Sort through the material below and copy each line with "until".

■ **RECORDED INFORMATION**:
━━━━━━━━

// Copyright 2026 the touchgl Authors
// SPDX-License-Identifier: Apache-2.0 OR MIT

//! Surface lifecycle state machine.
//!
//! ```text
//!                 created            changed(w, h)
//!   Uninitialized ───────► Created ───────────────► Changed ◄──┐
//!                             ▲                        │       │ changed
//!                             │ created                │ frame │
//!                             │ (context recreated)    ▼       │
//!                             └─────────────────── Running ────┘
//! ```
//!
//! The machine guarantees the ordering the application relies on: the
//! created signal fires once per graphics context before any frame, and a
//! non-empty viewport has been reported before the first frame of that
//! context. A context that fails to come up puts the machine back in
//! `Uninitialized` until the next successful create.

use core::fmt;

/// Viewport dimensions in pixels.
#[derive(Clone, Copy, Debug, PartialEq, Eq, Hash)]
pub struct Viewport {
    /// Width in pixels.
    pub width: u32,
    /// Height in pixels.
    pub height: u32,
}

impl Viewport {
    /// The placeholder viewport used before the first surface change.
    pub const PLACEHOLDER: Self = Self {
        width: 1,
        height: 1,
    };

    /// Creates a viewport.
    #[inline]
    #[must_use]
    pub const fn new(width: u32, height: u32) -> Self {
        Self { width, height }
    }

    /// Returns `true` if either dimension is zero.
    #[inline]
    #[must_use]
    pub const fn is_empty(&self) -> bool {
        self.width == 0 || self.height == 0
    }
}

impl Default for Viewport {
    fn default() -> Self {
        Self::PLACEHOLDER
    }
}

/// Where the surface is in its lifecycle.
#[derive(Clone, Copy, Debug, Default, PartialEq, Eq, Hash)]
pub enum SurfaceState {
    /// No graphics context yet.
    #[default]
    Uninitialized,
    /// A context exists but no viewport has been reported for it.
    Created,
    /// A viewport was reported and no frame has been drawn at that size.
    Changed,
    /// Frames are being drawn.
    Running,
}

/// A lifecycle transition that is not allowed from the current state.
#[derive(Clone, Copy, Debug, PartialEq, Eq)]
pub enum LifecycleError {
    /// Surface change or frame before the surface was created.
    NotCreated,
    /// Frame before any viewport was reported for the current context.
    NoViewport,
    /// Frame while the reported viewport has a zero dimension.
    EmptyViewport(Viewport),
}

impl fmt::Display for LifecycleError {
    fn fmt(&self, f: &mut fmt::Formatter<'_>) -> fmt::Result {
        match self {
            Self::NotCreated => write!(f, "surface has not been created"),
            Self::NoViewport => write!(f, "no viewport reported since surface creation"),
            Self::EmptyViewport(v) => {
                write!(f, "cannot draw to empty viewport {}x{}", v.width, v.height)
            }
        }
    }
}

impl core::error::Error for LifecycleError {}

/// Tracks the lifecycle state and the last reported viewport.
#[derive(Clone, Copy, Debug, Default, PartialEq, Eq)]
pub struct SurfaceLifecycle {
    state: SurfaceState,
    viewport: Viewport,
    frame_index: u64,
}

impl SurfaceLifecycle {
    /// Creates an uninitialized lifecycle with the placeholder viewport.
    #[must_use]
    pub const fn new() -> Self {
        Self {
            state: SurfaceState::Uninitialized,
            viewport: Viewport::PLACEHOLDER,
            frame_index: 0,
        }
    }

    /// Current state.
    #[must_use]
    pub const fn state(&self) -> SurfaceState {
        self.state
    }

    /// Last reported viewport, or [`Viewport::PLACEHOLDER`].
    #[must_use]
    pub const fn viewport(&self) -> Viewport {
        self.viewport
    }

    /// Number of frames begun so far, across contexts.
    #[must_use]
    pub const fn frame_count(&self) -> u64 {
        self.frame_index
    }

    /// The current graphics context is gone. Frames and resizes are rejected
    /// until [`created`](Self::created). The stored viewport is kept.
    pub fn lost(&mut self) {
        self.state = SurfaceState::Uninitialized;
    }

    /// A graphics context was created (or recreated after loss).
    pub fn created(&mut self) {
        self.state = SurfaceState::Created;
    }

    /// The surface was resized. The size is stored as reported, even when a
    /// dimension is zero; [`check_frame`](Self::check_frame) refuses to draw
    /// until it is not.
    ///
    /// # Errors
    ///
    /// [`LifecycleError::NotCreated`] before [`created`](Self::created).
    pub fn changed(&mut self, width: u32, height: u32) -> Result<Viewport, LifecycleError> {
        if self.state == SurfaceState::Uninitialized {
            return Err(LifecycleError::NotCreated);
        }
        self.viewport = Viewport::new(width, height);
        self.state = SurfaceState::Changed;
        Ok(self.viewport)
    }

    /// Checks that a frame may be drawn now, without counting it.
    ///
    /// # Errors
    ///
    /// [`LifecycleError::NotCreated`], [`LifecycleError::NoViewport`] or
    /// [`LifecycleError::EmptyViewport`] when the ordering guarantees do not
    /// hold yet.
    pub fn check_frame(&self) -> Result<(), LifecycleError> {
        match self.state {
            SurfaceState::Uninitialized => Err(LifecycleError::NotCreated),
            SurfaceState::Created => Err(LifecycleError::NoViewport),
            SurfaceState::Changed | SurfaceState::Running if self.viewport.is_empty() => {
                Err(LifecycleError::EmptyViewport(self.viewport))
            }
            SurfaceState::Changed | SurfaceState::Running => Ok(()),
        }
    }

    /// A frame is being drawn. Returns its index.
    ///
    /// # Errors
    ///
    /// Whatever [`check_frame`](Self::check_frame) reports. Nothing is
    /// counted on error.
    pub fn begin_frame(&mut self) -> Result<u64, LifecycleError> {
        self.check_frame()?;
        self.state = SurfaceState::Running;
        let index = self.frame_index;
        self.frame_index += 1;
        Ok(index)
    }
}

━━━━━━━━

■ **REPLY**:
//! `Uninitialized` until the next successful create.
    /// until [`created`](Self::created). The stored viewport is kept.
    /// until it is not.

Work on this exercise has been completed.